[TASK GOAL]
The entries below are to be printed again word for word.

[DATA FOR THIS EXERCISE]
........

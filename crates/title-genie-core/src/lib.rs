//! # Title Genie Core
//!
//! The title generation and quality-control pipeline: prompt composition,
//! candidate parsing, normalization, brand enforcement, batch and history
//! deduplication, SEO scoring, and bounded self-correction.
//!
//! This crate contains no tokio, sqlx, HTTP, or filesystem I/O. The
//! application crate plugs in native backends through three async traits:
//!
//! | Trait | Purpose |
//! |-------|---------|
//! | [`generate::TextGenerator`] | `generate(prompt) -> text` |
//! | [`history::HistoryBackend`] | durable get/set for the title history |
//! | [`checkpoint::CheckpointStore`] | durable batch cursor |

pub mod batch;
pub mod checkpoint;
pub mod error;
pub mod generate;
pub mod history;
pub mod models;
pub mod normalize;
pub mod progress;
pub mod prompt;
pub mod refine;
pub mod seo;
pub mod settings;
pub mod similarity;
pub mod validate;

........

[WRITTEN SOLUTION]
filename crates/title-genie-core/src/lib.rs
//! # Title Genie Core
//!
//! The title generation and quality-control pipeline: prompt composition,
//! candidate parsing, normalization, brand enforcement, batch and history
//! deduplication, SEO scoring, and bounded self-correction.
//!
//! This crate contains no tokio, sqlx, HTTP, or filesystem I/O. The
//! application crate plugs in native backends through three async traits:
//!
//! | Trait | Purpose |
//! |-------|---------|
//! | [`generate::TextGenerator`] | `generate(prompt) -> text` |
//! | [`history::HistoryBackend`] | durable get/set for the title history |
//! | [`checkpoint::CheckpointStore`] | durable batch cursor |

pub mod batch;
pub mod checkpoint;
pub mod error;
pub mod generate;
pub mod history;
pub mod models;
pub mod normalize;
pub mod progress;
pub mod prompt;
pub mod refine;
pub mod seo;
pub mod settings;
pub mod similarity;
pub mod validate;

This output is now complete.